(Data items)
****************
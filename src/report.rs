use std::path::{Path, PathBuf};

use thiserror::Error;

use crate::ranked::{LeaderboardApi, RankedApiError};
use crate::settings::{ConfigError, RunnerConfig};
use crate::splits::{self, MatchSplits, Milestone};
use crate::stats::{self, SeasonStats};
use crate::time::{format_time, PLACEHOLDER};

#[derive(Error, Debug)]
pub enum ReportError {
    #[error("{0}")]
    Config(#[from] ConfigError),
    #[error("{0}")]
    RankedApi(#[from] RankedApiError),
    #[error("Could not write {}: {}", .0.display(), .1)]
    Write(PathBuf, #[source] std::io::Error),
}

/// Everything needed to fill the four report files
#[derive(Debug, Clone)]
pub struct Reports {
    pub runner1: SeasonStats,
    pub runner2: SeasonStats,
    pub match1: MatchSplits,
    pub match2: MatchSplits,
}

fn or_dash<T: ToString>(value: Option<T>) -> String {
    value
        .map(|v| v.to_string())
        .unwrap_or_else(|| PLACEHOLDER.to_string())
}

pub fn runner_report(name: &str, stats: &SeasonStats) -> String {
    format!(
        "Runner: {}\nPeak Elo: {}\nPersonal Best: {}\nWins: {}\nLosses: {}\n",
        name,
        stats.peak_elo,
        format_time(stats.personal_best),
        or_dash(stats.season_wins),
        or_dash(stats.season_losses),
    )
}

pub fn match_report(name: &str, splits: &MatchSplits) -> String {
    let milestones = Milestone::iter()
        .map(|milestone| format!("{}: {}\n", milestone.label(), splits.get(*milestone)))
        .collect::<String>();

    format!(
        "Runner: {}\nMatch: {}\n{}Final Time: {}\n",
        name,
        or_dash(splits.match_id),
        milestones,
        splits.final_time,
    )
}

/// Runs both season aggregations and the match lookups at once, the first error wins
pub async fn gather<A>(api: &A, config: &RunnerConfig) -> Result<Reports, RankedApiError>
where
    A: LeaderboardApi + ?Sized,
{
    let season_count = config.current_season_number;

    let (runner1, runner2, (match1, match2)) = tokio::try_join!(
        stats::aggregate(api, &config.runner1, season_count),
        stats::aggregate(api, &config.runner2, season_count),
        splits::fetch_match_info(api, config)
    )?;

    Ok(Reports {
        runner1,
        runner2,
        match1,
        match2,
    })
}

async fn write_report(dir: &Path, file_name: &str, content: String) -> Result<PathBuf, ReportError> {
    let path = dir.join(file_name);

    match tokio::fs::write(&path, content).await {
        Ok(_) => {
            println!("✓ Saved {}", file_name);
            Ok(path)
        }
        Err(e) => Err(ReportError::Write(path, e)),
    }
}

/// Writes the four report files into `dir`, returns their paths
pub async fn write_reports(
    dir: &Path,
    config: &RunnerConfig,
    reports: &Reports,
) -> Result<Vec<PathBuf>, ReportError> {
    let (runner1, runner2, match1, match2) = tokio::try_join!(
        write_report(
            dir,
            "runner1_info.txt",
            runner_report(&config.runner1, &reports.runner1)
        ),
        write_report(
            dir,
            "runner2_info.txt",
            runner_report(&config.runner2, &reports.runner2)
        ),
        write_report(
            dir,
            "match_info_1.txt",
            match_report(&config.runner1, &reports.match1)
        ),
        write_report(
            dir,
            "match_info_2.txt",
            match_report(&config.runner2, &reports.match2)
        )
    )?;

    Ok(vec![runner1, runner2, match1, match2])
}

pub async fn run<A>(api: &A, config: &RunnerConfig, dir: &Path) -> Result<Vec<PathBuf>, ReportError>
where
    A: LeaderboardApi + ?Sized,
{
    println!("Found runners: {} and {}\n", config.runner1, config.runner2);
    println!("Fetching information...\n");

    let reports = gather(api, config).await?;
    write_reports(dir, config, &reports).await
}
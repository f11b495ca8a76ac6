//! Mojang profile lookup, maps a player name to the uuid match timelines are keyed by

use reqwest::{Client, StatusCode};
use serde::Deserialize;

use crate::ranked::{RankedApiError, RankedResult};

pub(crate) const API_URL: &str = "https://api.mojang.com";

const ENDPOINT: &str = "users/profiles/minecraft";

#[derive(Deserialize, Debug, Clone)]
pub struct MojangProfile {
    /// Undashed uuid
    pub id: String,
}

/// Unknown names come back as 204 or 404, anything but a 2xx with a body means not found
pub fn check_status(status: StatusCode, name: &str) -> RankedResult<()> {
    if status.is_success() && status != StatusCode::NO_CONTENT {
        Ok(())
    } else {
        Err(RankedApiError::NotFound(name.to_owned()))
    }
}

/// Looked up fresh every time, nothing is cached
pub async fn request(client: &Client, base_url: &str, name: &str) -> RankedResult<MojangProfile> {
    tracing::info!("Resolving uuid of {}", name);

    let url = format!("{}/{}/{}", base_url, ENDPOINT, name);
    let response = client.get(&url).send().await?;

    check_status(response.status(), name)?;
    Ok(response.json::<MojangProfile>().await?)
}
use serde::{Deserialize, Serialize};

/// Grade band the teacher works with. Wire values match the intake form.
#[derive(Debug, Clone, Copy, PartialEq, Eq, Default, Serialize, Deserialize)]
pub enum GradeBand {
    #[serde(rename = "K-2")]
    K2,
    #[default]
    #[serde(rename = "3-5")]
    Elementary,
    #[serde(rename = "6-8")]
    MiddleSchool,
    #[serde(rename = "9-12")]
    HighSchool,
    #[serde(rename = "higher-ed")]
    HigherEd,
}

#[derive(Debug, Clone, Copy, PartialEq, Eq, Default, Serialize, Deserialize)]
#[serde(rename_all = "kebab-case")]
pub enum Subject {
    #[default]
    Math,
    Science,
    LanguageArts,
    SocialStudies,
    ForeignLanguage,
    Art,
    Music,
    PhysicalEducation,
    Other,
}

#[derive(Debug, Clone, Copy, PartialEq, Eq, Default, Serialize, Deserialize)]
pub enum GenderDistribution {
    #[default]
    #[serde(rename = "Even")]
    Even,
    #[serde(rename = "More Boys")]
    MoreBoys,
    #[serde(rename = "More Girls")]
    MoreGirls,
    #[serde(rename = "All Boys")]
    AllBoys,
    #[serde(rename = "All Girls")]
    AllGirls,
}

#[derive(Debug, Clone, Copy, PartialEq, Eq, Default, Serialize, Deserialize)]
pub enum CompetenceLevel {
    #[serde(rename = "Below Grade Level")]
    BelowGradeLevel,
    #[default]
    #[serde(rename = "At Grade Level")]
    AtGradeLevel,
    #[serde(rename = "Mixed")]
    Mixed,
    #[serde(rename = "Above Grade Level")]
    AboveGradeLevel,
}

/// Classroom profile collected by the intake step. Read-only afterward;
/// there is no identity beyond the active session.
///
/// Every field is defaulted so a partial blob from an older intake page
/// still deserializes.
#[derive(Debug, Clone, PartialEq, Serialize, Deserialize)]
#[serde(rename_all = "camelCase", default)]
pub struct TeacherProfile {
    pub name: String,
    pub grade: GradeBand,
    pub subject: Subject,
    /// Free text, comma-separated topics.
    pub topics: String,
    pub language: String,
    pub years_teaching: u32,
    pub student_count: u32,
    pub gender_distribution: GenderDistribution,
    /// Expected attendance, percent.
    pub attendance: u8,
    pub competence_level: CompetenceLevel,
    pub challenges: Vec<String>,
    pub other_challenge: String,
}

impl Default for TeacherProfile {
    fn default() -> Self {
        Self {
            name: String::new(),
            grade: GradeBand::default(),
            subject: Subject::default(),
            topics: String::new(),
            language: "English".to_string(),
            years_teaching: 5,
            student_count: 25,
            gender_distribution: GenderDistribution::default(),
            attendance: 90,
            competence_level: CompetenceLevel::default(),
            challenges: Vec::new(),
            other_challenge: String::new(),
        }
    }
}

#[cfg(test)]
mod tests {
    use super::*;

    #[test]
    fn deserializes_intake_form_values() {
        let profile: TeacherProfile = serde_json::from_str(
            r#"{
                "name": "Ms. Rivera",
                "grade": "6-8",
                "subject": "language-arts",
                "topics": "evidence-based writing",
                "language": "English",
                "yearsTeaching": 12,
                "studentCount": 31,
                "genderDistribution": "More Girls",
                "attendance": 85,
                "competenceLevel": "Mixed",
                "challenges": ["Student engagement"],
                "otherChallenge": ""
            }"#,
        )
        .expect("full profile");

        assert_eq!(profile.grade, GradeBand::MiddleSchool);
        assert_eq!(profile.subject, Subject::LanguageArts);
        assert_eq!(profile.gender_distribution, GenderDistribution::MoreGirls);
        assert_eq!(profile.competence_level, CompetenceLevel::Mixed);
        assert_eq!(profile.years_teaching, 12);
    }

    #[test]
    fn fills_missing_fields_from_defaults() {
        let profile: TeacherProfile =
            serde_json::from_str(r#"{"subject": "math", "grade": "3-5", "topics": "fractions"}"#)
                .expect("partial profile");

        assert_eq!(profile.subject, Subject::Math);
        assert_eq!(profile.grade, GradeBand::Elementary);
        assert_eq!(profile.topics, "fractions");
        assert_eq!(profile.language, "English");
        assert_eq!(profile.attendance, 90);
    }

    #[test]
    fn serializes_with_camel_case_wire_names() {
        let value = serde_json::to_value(TeacherProfile::default()).expect("serialize");
        assert!(value.get("yearsTeaching").is_some());
        assert!(value.get("genderDistribution").is_some());
        assert_eq!(value["competenceLevel"], "At Grade Level");
    }
}
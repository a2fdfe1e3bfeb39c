use crate::core::mock::FALLBACK_TRANSCRIPT;
use crate::core::outcome::Outcome;
use crate::error::{Error, Result};
use async_trait::async_trait;
use serde::{Deserialize, Serialize};
use std::sync::Arc;
use tracing::warn;
use yt_transcript_rs::api::YouTubeTranscriptApi;

/// Languages tried for captions, in order of preference.
pub const DEFAULT_LANGUAGES: &[&str] = &["en", "es"];

/// One caption fragment, kept alongside the joined transcript for display.
#[derive(Debug, Clone, PartialEq, Serialize, Deserialize)]
#[serde(rename_all = "camelCase")]
pub struct TranscriptSegment {
    pub text: String,
    /// Offset from the start of the video, seconds.
    pub start: f64,
    pub duration: f64,
}

/// Full transcript for a video: ordered caption fragments joined into one
/// string, with timing metadata on the side.
#[derive(Debug, Clone, PartialEq)]
pub struct TranscriptResult {
    pub transcript: String,
    pub segments: Vec<TranscriptSegment>,
}

impl TranscriptResult {
    fn fallback() -> Self {
        Self {
            transcript: FALLBACK_TRANSCRIPT.to_string(),
            segments: Vec::new(),
        }
    }
}

/// Source of raw caption fragments for a video.
#[async_trait]
pub trait TranscriptProvider: Send + Sync {
    async fn fetch(&self, video_id: &str, languages: &[&str]) -> Result<Vec<TranscriptSegment>>;
}

struct YouTubeProvider {
    api: YouTubeTranscriptApi,
}

#[async_trait]
impl TranscriptProvider for YouTubeProvider {
    async fn fetch(&self, video_id: &str, languages: &[&str]) -> Result<Vec<TranscriptSegment>> {
        let fetched = self
            .api
            .fetch_transcript(video_id, languages, false)
            .await
            .map_err(|e| Error::custom(e.to_string()))?;

        Ok(fetched
            .snippets
            .iter()
            .map(|snippet| TranscriptSegment {
                text: snippet.text.trim().to_string(),
                start: snippet.start,
                duration: snippet.duration,
            })
            .collect())
    }
}

#[derive(Clone)]
pub struct TranscriptService {
    provider: Arc<dyn TranscriptProvider>,
}

impl TranscriptService {
    pub fn new() -> Result<Self> {
        let api = YouTubeTranscriptApi::new(None, None, None)
            .map_err(|e| Error::custom(format!("Failed to initialize transcript client: {e}")))?;
        Ok(Self::with_provider(Arc::new(YouTubeProvider { api })))
    }

    /// Build a service over an alternative caption source.
    pub fn with_provider(provider: Arc<dyn TranscriptProvider>) -> Self {
        Self { provider }
    }

    /// Fetch captions for a video. Any provider failure (network error, no
    /// captions, unknown video) substitutes the fixed fallback transcript so
    /// the downstream feedback step always has something to analyze.
    pub async fn fetch(&self, video_id: &str, languages: &[&str]) -> Outcome<TranscriptResult> {
        match self.provider.fetch(video_id, languages).await {
            Ok(segments) => Outcome::Fetched(TranscriptResult {
                transcript: join_fragments(segments.iter().map(|s| s.text.as_str())),
                segments,
            }),
            Err(e) => {
                warn!(video_id, error = %e, "transcript fetch failed, substituting fallback");
                Outcome::Fallback {
                    value: TranscriptResult::fallback(),
                    reason: Some(format!("Failed to fetch transcript: {e}")),
                }
            }
        }
    }
}

/// Join ordered caption fragments with single spaces, dropping empty ones.
fn join_fragments<'a>(fragments: impl Iterator<Item = &'a str>) -> String {
    fragments
        .filter(|text| !text.is_empty())
        .collect::<Vec<_>>()
        .join(" ")
}

#[cfg(test)]
mod tests {
    use super::*;

    #[test]
    fn fragments_join_with_single_spaces() {
        let joined = join_fragments(["Good morning", "class!", "Today"].into_iter());
        assert_eq!(joined, "Good morning class! Today");
    }

    #[test]
    fn empty_fragments_are_dropped() {
        let joined = join_fragments(["one", "", "two"].into_iter());
        assert_eq!(joined, "one two");
    }

    #[test]
    fn fallback_result_has_the_fixed_transcript_and_no_segments() {
        let result = TranscriptResult::fallback();
        assert!(result.transcript.contains("numerator"));
        assert!(result.segments.is_empty());
    }

    struct FixedCaptions(Vec<TranscriptSegment>);

    #[async_trait]
    impl TranscriptProvider for FixedCaptions {
        async fn fetch(&self, _: &str, _: &[&str]) -> Result<Vec<TranscriptSegment>> {
            Ok(self.0.clone())
        }
    }

    struct UnavailableCaptions;

    #[async_trait]
    impl TranscriptProvider for UnavailableCaptions {
        async fn fetch(&self, _: &str, _: &[&str]) -> Result<Vec<TranscriptSegment>> {
            Err(Error::custom("no captions available"))
        }
    }

    fn segment(text: &str, start: f64) -> TranscriptSegment {
        TranscriptSegment {
            text: text.to_string(),
            start,
            duration: 2.0,
        }
    }

    #[tokio::test]
    async fn fetched_captions_are_joined_and_kept_as_segments() {
        let service = TranscriptService::with_provider(Arc::new(FixedCaptions(vec![
            segment("Good morning class!", 0.0),
            segment("Today we learn fractions.", 2.0),
        ])));

        let outcome = service.fetch("dQw4w9WgXcQ", DEFAULT_LANGUAGES).await;
        assert!(!outcome.is_fallback());

        let result = outcome.into_value();
        assert_eq!(result.transcript, "Good morning class! Today we learn fractions.");
        assert_eq!(result.segments.len(), 2);
    }

    #[tokio::test]
    async fn provider_failure_substitutes_the_fallback_transcript() {
        let service = TranscriptService::with_provider(Arc::new(UnavailableCaptions));

        let outcome = service.fetch("dQw4w9WgXcQ", DEFAULT_LANGUAGES).await;
        assert!(outcome.is_fallback());
        assert_eq!(
            outcome.reason(),
            Some("Failed to fetch transcript: no captions available")
        );
        assert!(outcome.value().transcript.contains("numerator"));
    }
}
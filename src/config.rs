use std::env;

const DEFAULT_ADDR: &str = "0.0.0.0:3000";
const DEFAULT_OPENAI_MODEL: &str = "gpt-4o";

/// Runtime configuration, read from the environment.
///
/// Presence or absence of the provider credentials is the only switch that
/// decides between real analysis and the built-in sample data.
#[derive(Clone)]
pub struct Config {
    /// Bind address for the HTTP server.
    pub addr: String,
    /// OpenAI API key. When absent, analysis returns sample feedback.
    pub openai_api_key: Option<String>,
    /// Model used for feedback generation.
    pub openai_model: String,
    /// Gemini API key for lecture-plan generation.
    pub gemini_api_key: Option<String>,
    /// Override for the Gemini endpoint (used by tests).
    pub gemini_endpoint: Option<String>,
}

impl Default for Config {
    fn default() -> Self {
        Self {
            addr: env::var("TEACHSPARK_ADDR").unwrap_or_else(|_| DEFAULT_ADDR.to_string()),
            openai_api_key: env::var("OPENAI_API_KEY").ok().filter(|s| !s.is_empty()),
            openai_model: env::var("TEACHSPARK_OPENAI_MODEL")
                .unwrap_or_else(|_| DEFAULT_OPENAI_MODEL.to_string()),
            gemini_api_key: env::var("GEMINI_API_KEY").ok().filter(|s| !s.is_empty()),
            gemini_endpoint: env::var("TEACHSPARK_GEMINI_URL")
                .ok()
                .filter(|s| !s.is_empty()),
        }
    }
}
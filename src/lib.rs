//! Teach-Spark: classroom video feedback for teachers.
//!
//! Collects a teacher's classroom profile, resolves a transcript for a
//! submitted YouTube video, and asks an LLM for structured pedagogical
//! feedback. Every provider-facing step degrades to fixed sample data
//! instead of failing, so the pipeline always produces a renderable result.

pub mod cli;
pub mod config;
pub mod core;
pub mod error;
pub mod server;

pub use config::Config;
pub use error::{Error, Result};
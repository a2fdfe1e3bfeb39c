use crate::error::{Error, Result};
use serde_json::{Value, json};
use tracing::warn;

const DEFAULT_ENDPOINT: &str =
    "https://generativelanguage.googleapis.com/v1beta/models/gemini-2.0-flash:generateContent";

/// Passthrough to the generative-content provider for lecture plans: the
/// prompt goes out verbatim and the provider's JSON comes back untouched.
#[derive(Clone)]
pub struct PlanService {
    http: reqwest::Client,
    endpoint: String,
    api_key: Option<String>,
}

/// Raw provider reply: its HTTP status plus its body.
#[derive(Debug, Clone)]
pub struct PlanResponse {
    pub status: u16,
    pub body: Value,
}

impl PlanService {
    pub fn new(api_key: Option<String>, endpoint: Option<String>) -> Self {
        Self {
            http: reqwest::Client::new(),
            endpoint: endpoint.unwrap_or_else(|| DEFAULT_ENDPOINT.to_string()),
            api_key,
        }
    }

    pub async fn generate(&self, prompt: &str) -> Result<PlanResponse> {
        let key = self
            .api_key
            .as_deref()
            .ok_or_else(|| Error::custom("Missing GEMINI_API_KEY on the server"))?;

        let response = self
            .http
            .post(format!("{}?key={key}", self.endpoint))
            .json(&json!({ "contents": [{ "parts": [{ "text": prompt }] }] }))
            .send()
            .await?;

        let status = response.status().as_u16();
        let text = response.text().await?;

        if !(200..300).contains(&status) {
            warn!(status, "lecture-plan provider returned an error");
            return Ok(PlanResponse {
                status,
                body: json!({ "error": text }),
            });
        }

        Ok(PlanResponse {
            status,
            body: serde_json::from_str(&text)?,
        })
    }
}
/// Result of a provider call that is always answered, either with the real
/// value or with a substituted fallback.
///
/// Every network-facing step in the pipeline prefers degrading to a fixed
/// fallback over surfacing an error, so callers get an explicit variant to
/// inspect instead of a swallowed exception.
#[derive(Debug, Clone, PartialEq)]
pub enum Outcome<T> {
    /// The provider answered and this is its value.
    Fetched(T),
    /// The provider was skipped or failed; `value` is the fixed substitute.
    Fallback {
        value: T,
        /// Underlying error message, when there was one. `None` means the
        /// call was skipped deliberately (e.g. no credential configured).
        reason: Option<String>,
    },
}

impl<T> Outcome<T> {
    pub fn value(&self) -> &T {
        match self {
            Outcome::Fetched(value) | Outcome::Fallback { value, .. } => value,
        }
    }

    pub fn into_value(self) -> T {
        match self {
            Outcome::Fetched(value) | Outcome::Fallback { value, .. } => value,
        }
    }

    pub fn is_fallback(&self) -> bool {
        matches!(self, Outcome::Fallback { .. })
    }

    pub fn reason(&self) -> Option<&str> {
        match self {
            Outcome::Fetched(_) => None,
            Outcome::Fallback { reason, .. } => reason.as_deref(),
        }
    }
}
****************
■ Goal of the exercise: All lines above holding the word "used" make up the answer; copy each one.

■ The answer:
    /// Model used for feedback generation.
    /// Override for the Gemini endpoint (used by tests).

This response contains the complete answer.